Everyone in the above case would like to get a good education. Good school, good college, good tutorial and so on. Now the question that arises is can a single class cater the needs of all the categories of students. I have almost never seen something like this. I have seen that students need to choose their classes.
Intelligent and highly inspiring students usually will choose the best classes where they will try to solve and experiment with the problems.
Not so intelligent students will like easier classes where they can solve and get confident on simpler and average problems. Those who are too weak will hardly concentrate.
If this is the level of diversities, then how to include them all in a single class?
If the teacher will give his or her attention to the weaker students, then ultimately the intelligent and highly aspiring students will lose their interest and motivation. They would suffer.
On the other hand if the teacher emphasizes them then the weaker students will find it hard to continue and thus suffer a lot. They will do even worse in the exam. On the other hand it will be very illogical to expect that a teacher will be able to teach students almost individually according to their position in diversity in a classroom of 30 students or often even much more.
When handling very diverse students, especially diverse in learning abilities in a classroom of many, say 30 students or more, then that can become very hard and complex, even often very unproductive. But there can be an easy way out, a way which can be at least workable.

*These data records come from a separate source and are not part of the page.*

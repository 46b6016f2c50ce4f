//! Signal generation
//!
//! Tracks derived features (sweep recency, delta flips, absorption, price
//! reclaim) across market-state ticks and emits BUY/SELL signals with
//! confidence scores. Evaluations are gated by a cooldown and a market
//! regime filter; every suppression is counted by reason.

use crate::{
    config::BotConfig,
    data::{
        ConfirmedSweep, FilterReason, MarketState, Signal, SignalPattern, SignalStatistics,
        SignalType, SweepDirection, VolatilityRegime,
    },
};
use rust_decimal::prelude::ToPrimitive;
use std::collections::{HashMap, VecDeque};

/// Emitted-signal ring size
const SIGNAL_HISTORY_CAPACITY: usize = 100;

/// Normalized-delta observations retained
const DELTA_HISTORY_CAPACITY: usize = 20;

/// Sweep context lifetime after detection
const SWEEP_CONTEXT_TTL_MS: i64 = 10_000;

/// Delta-flip flag lifetime past the most recent sweep
const FLIP_RESET_AFTER_SWEEP_MS: i64 = 5_000;

/// Direction of the most recent delta flip
#[derive(Debug, Clone, Copy, PartialEq, Eq, Default)]
pub enum DeltaFlip {
    #[default]
    None,
    Bullish,
    Bearish,
}

/// Feature flags derived from recent market states
#[derive(Debug, Clone, Default)]
pub struct FeatureState {
    pub sweep_detected: bool,
    pub absorption_detected: bool,
    pub delta_flip: DeltaFlip,
    pub price_reclaim: bool,
}

/// Regime-filtered, cooldown-throttled signal generator
pub struct SignalGenerator {
    config: BotConfig,

    last_signal_ms: i64,
    history: VecDeque<Signal>,

    recent_sweep: Option<ConfirmedSweep>,
    sweep_ms: i64,
    previous_delta: f64,
    delta_history: VecDeque<f64>,
    features: FeatureState,

    signals_generated: u64,
    signals_filtered: u64,
    filter_reasons: HashMap<FilterReason, u64>,
}

impl SignalGenerator {
    pub fn new(config: BotConfig) -> Self {
        Self {
            config,
            last_signal_ms: 0,
            history: VecDeque::with_capacity(SIGNAL_HISTORY_CAPACITY),
            recent_sweep: None,
            sweep_ms: 0,
            previous_delta: 0.0,
            delta_history: VecDeque::with_capacity(DELTA_HISTORY_CAPACITY),
            features: FeatureState::default(),
            signals_generated: 0,
            signals_filtered: 0,
            filter_reasons: HashMap::new(),
        }
    }

    /// Run one evaluation tick: update features, then BUY before SELL
    pub fn generate(&mut self, state: &MarketState) -> Option<Signal> {
        self.update_state(state);

        if let Some(signal) = self.check_buy(state) {
            return Some(signal);
        }
        self.check_sell(state)
    }

    pub fn features(&self) -> &FeatureState {
        &self.features
    }

    pub fn history(&self) -> impl Iterator<Item = &Signal> {
        self.history.iter()
    }

    /// Update feature flags from the latest market state
    fn update_state(&mut self, state: &MarketState) {
        let now_ms = state.timestamp_ms;

        if let Some(sweep) = &state.sweep {
            tracing::debug!(
                direction = %sweep.direction,
                levels = sweep.levels_removed,
                notional = %sweep.notional,
                "Liquidity sweep detected"
            );
            self.recent_sweep = Some(sweep.clone());
            self.sweep_ms = now_ms;
            self.features.sweep_detected = true;
        } else if self.recent_sweep.is_some() && now_ms - self.sweep_ms > SWEEP_CONTEXT_TTL_MS {
            self.recent_sweep = None;
            self.features.sweep_detected = false;
        }

        self.features.absorption_detected = state.absorption.is_some();
        if let Some(absorption) = &state.absorption {
            tracing::debug!(
                volume = %absorption.volume,
                side = %absorption.absorbing_side,
                ratio = absorption.volume_to_depth_ratio,
                "Absorption detected"
            );
        }

        let current_delta = state.delta.normalized_delta;
        if self.delta_history.len() >= DELTA_HISTORY_CAPACITY {
            self.delta_history.pop_front();
        }
        self.delta_history.push_back(current_delta);

        if self.delta_history.len() >= 2 {
            let delta_change = current_delta - self.previous_delta;
            let min_flip = self.adaptive_min_flip(state.atr);

            if delta_change.abs() > min_flip {
                if self.previous_delta < -min_flip && current_delta > min_flip {
                    self.features.delta_flip = DeltaFlip::Bullish;
                    tracing::debug!(delta_change, "Delta flip: bullish");
                } else if self.previous_delta > min_flip && current_delta < -min_flip {
                    self.features.delta_flip = DeltaFlip::Bearish;
                    tracing::debug!(delta_change, "Delta flip: bearish");
                }
            } else if now_ms - self.sweep_ms > FLIP_RESET_AFTER_SWEEP_MS {
                self.features.delta_flip = DeltaFlip::None;
            }
        }
        self.previous_delta = current_delta;

        if let Some(sweep) = &self.recent_sweep {
            match sweep.direction {
                SweepDirection::Down => {
                    if let Some(min) = sweep.prices.iter().min() {
                        if state.price > *min {
                            self.features.price_reclaim = true;
                        }
                    }
                }
                SweepDirection::Up => {
                    if let Some(max) = sweep.prices.iter().max() {
                        if state.price < *max {
                            self.features.price_reclaim = true;
                        }
                    }
                }
            }
        }
    }

    /// Flip threshold scaled by volatility, independent of the regime cut-offs
    fn adaptive_min_flip(&self, atr: Option<f64>) -> f64 {
        match atr {
            Some(atr) => {
                let vol_factor = atr / 0.0003;
                self.config.min_delta_flip * vol_factor.clamp(0.5, 2.0)
            }
            None => self.config.min_delta_flip,
        }
    }

    fn in_cooldown(&self, now_ms: i64) -> bool {
        now_ms - self.last_signal_ms < (self.config.cooldown_seconds * 1000.0) as i64
    }

    /// Returns the reason the regime rejects signals right now, if any
    fn regime_filter(&mut self, state: &MarketState) -> Option<FilterReason> {
        if state.volatility == VolatilityRegime::Extreme {
            self.record_filter(FilterReason::ExtremeVolatility);
            return Some(FilterReason::ExtremeVolatility);
        }
        // Calm markets are allowed; only an unsynced book blocks
        if !state.is_synced {
            self.record_filter(FilterReason::BookNotSynced);
            return Some(FilterReason::BookNotSynced);
        }
        None
    }

    fn record_filter(&mut self, reason: FilterReason) {
        self.signals_filtered += 1;
        *self.filter_reasons.entry(reason).or_insert(0) += 1;
    }

    fn check_buy(&mut self, state: &MarketState) -> Option<Signal> {
        if self.in_cooldown(state.timestamp_ms) {
            return None;
        }
        if let Some(reason) = self.regime_filter(state) {
            tracing::debug!(%reason, "BUY signal filtered");
            return None;
        }

        if let Some(sweep) = self.recent_sweep.clone() {
            if sweep.direction == SweepDirection::Down
                && self.features.delta_flip == DeltaFlip::Bullish
            {
                return self.emit_with_sweep(SignalType::Buy, &sweep, state);
            }
        }

        if self.features.delta_flip == DeltaFlip::Bullish && self.features.absorption_detected {
            let delta = state.delta.delta.to_f64().unwrap_or(0.0);
            if delta > self.config.min_delta_flip * 2.0 {
                return self.emit_no_sweep(SignalType::Buy, state);
            }
        }

        None
    }

    fn check_sell(&mut self, state: &MarketState) -> Option<Signal> {
        if self.in_cooldown(state.timestamp_ms) {
            return None;
        }
        if let Some(reason) = self.regime_filter(state) {
            tracing::debug!(%reason, "SELL signal filtered");
            return None;
        }

        if let Some(sweep) = self.recent_sweep.clone() {
            if sweep.direction == SweepDirection::Up
                && self.features.delta_flip == DeltaFlip::Bearish
            {
                return self.emit_with_sweep(SignalType::Sell, &sweep, state);
            }
        }

        if self.features.delta_flip == DeltaFlip::Bearish && self.features.absorption_detected {
            let delta = state.delta.delta.to_f64().unwrap_or(0.0);
            if delta < -self.config.min_delta_flip * 2.0 {
                return self.emit_no_sweep(SignalType::Sell, state);
            }
        }

        None
    }

    /// Primary pattern: sweep plus flip, absorption and reclaim add on
    fn emit_with_sweep(
        &mut self,
        signal_type: SignalType,
        sweep: &ConfirmedSweep,
        state: &MarketState,
    ) -> Option<Signal> {
        let mut confidence = 0u8;
        let mut reasons = Vec::new();

        confidence += 30;
        let arrow = match sweep.direction {
            SweepDirection::Down => "↓",
            SweepDirection::Up => "↑",
        };
        reasons.push(format!("sweep {} ({} levels)", arrow, sweep.levels_removed));

        match (signal_type, self.features.delta_flip) {
            (SignalType::Buy, DeltaFlip::Bullish) => {
                confidence += 40;
                reasons.push("delta flip ↑".to_string());
            }
            (SignalType::Sell, DeltaFlip::Bearish) => {
                confidence += 40;
                reasons.push("delta flip ↓".to_string());
            }
            _ => {}
        }

        if self.features.absorption_detected {
            confidence += 20;
            reasons.push("absorption confirmed".to_string());
        }
        if self.features.price_reclaim {
            confidence += 10;
            reasons.push("price reclaim".to_string());
        }

        if confidence < 70 {
            return None;
        }

        let signal = Signal {
            signal_type,
            price: state.price,
            timestamp_ms: state.timestamp_ms,
            confidence,
            reasons,
            delta: state.delta.delta,
            sweep_levels: sweep.levels_removed,
            volatility: state.volatility,
            pattern: SignalPattern::Sweep,
        };
        Some(self.commit(signal))
    }

    /// Alternative pattern for quiet tape: strong flip plus absorption
    fn emit_no_sweep(&mut self, signal_type: SignalType, state: &MarketState) -> Option<Signal> {
        let mut confidence = 0u8;
        let mut reasons = Vec::new();

        match (signal_type, self.features.delta_flip) {
            (SignalType::Buy, DeltaFlip::Bullish) => {
                confidence += 50;
                reasons.push("strong delta flip ↑".to_string());
            }
            (SignalType::Sell, DeltaFlip::Bearish) => {
                confidence += 50;
                reasons.push("strong delta flip ↓".to_string());
            }
            _ => {}
        }

        if self.features.absorption_detected {
            confidence += 30;
            match signal_type {
                SignalType::Buy => reasons.push("absorption support".to_string()),
                SignalType::Sell => reasons.push("absorption resistance".to_string()),
            }
        }

        let delta = state.delta.delta.to_f64().unwrap_or(0.0);
        match signal_type {
            SignalType::Buy if delta > self.config.min_delta_flip * 3.0 => {
                confidence += 20;
                reasons.push("very strong buying".to_string());
            }
            SignalType::Sell if delta < -self.config.min_delta_flip * 3.0 => {
                confidence += 20;
                reasons.push("very strong selling".to_string());
            }
            _ => {}
        }

        // Lower bar than the sweep pattern
        if confidence < 60 {
            return None;
        }

        let signal = Signal {
            signal_type,
            price: state.price,
            timestamp_ms: state.timestamp_ms,
            confidence,
            reasons,
            delta: state.delta.delta,
            sweep_levels: 0,
            volatility: state.volatility,
            pattern: SignalPattern::NoSweep,
        };
        Some(self.commit(signal))
    }

    fn commit(&mut self, signal: Signal) -> Signal {
        tracing::info!(%signal, "Signal emitted");
        self.last_signal_ms = signal.timestamp_ms;
        if self.history.len() >= SIGNAL_HISTORY_CAPACITY {
            self.history.pop_front();
        }
        self.history.push_back(signal.clone());
        self.signals_generated += 1;
        self.reset_features();
        signal
    }

    /// Clear all feature context after an emission; later ticks re-detect
    fn reset_features(&mut self) {
        self.recent_sweep = None;
        self.features = FeatureState::default();
    }

    /// Aggregate statistics including the filter breakdown
    pub fn statistics(&self) -> SignalStatistics {
        let total_signals = self.history.len();
        let buy_signals = self
            .history
            .iter()
            .filter(|s| s.signal_type == SignalType::Buy)
            .count();
        let sell_signals = total_signals - buy_signals;
        let avg_confidence = if total_signals > 0 {
            self.history.iter().map(|s| s.confidence as f64).sum::<f64>() / total_signals as f64
        } else {
            0.0
        };

        let total_attempts = self.signals_generated + self.signals_filtered;
        let filter_rate = if total_attempts > 0 {
            self.signals_filtered as f64 / total_attempts as f64 * 100.0
        } else {
            0.0
        };

        SignalStatistics {
            total_signals,
            buy_signals,
            sell_signals,
            avg_confidence,
            signals_filtered: self.signals_filtered,
            filter_rate,
            filter_reasons: self.filter_reasons.clone(),
        }
    }
}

The teacher can use two different modes, viz. ‘Divide and rule’ and ‘unity in diversity’, intelligently selecting their applicabilities from case to case.
Divide-and-rule:
In some of the cases of learning assignments the teacher can use this model to divide his students into different groups according to their learning abilities and try to bring out the best from each group.
Unity in diversity:
In other cases of learning assignments, the teacher can almost equally distribute the students with different levels of learning abilities in each single group. In such groups students of different learning abilities work in a team and that can foster better communication and tolerance among students despite diversities.
Thus we see that diversity in education and inclusive classrooms are trends of today but not without pros and cons. We saw some cases of implementations and implications of inclusive classrooms, but this is far from something exhaustive. Worldwide research is going on among educationists and academicians and we can expect more interesting and intriguing results in future.
With this article this is our introduction to the subject over here in Kridhatutor Blog. I am optimistic to discuss much more on the diversity in education and inclusive classrooms in our future articles.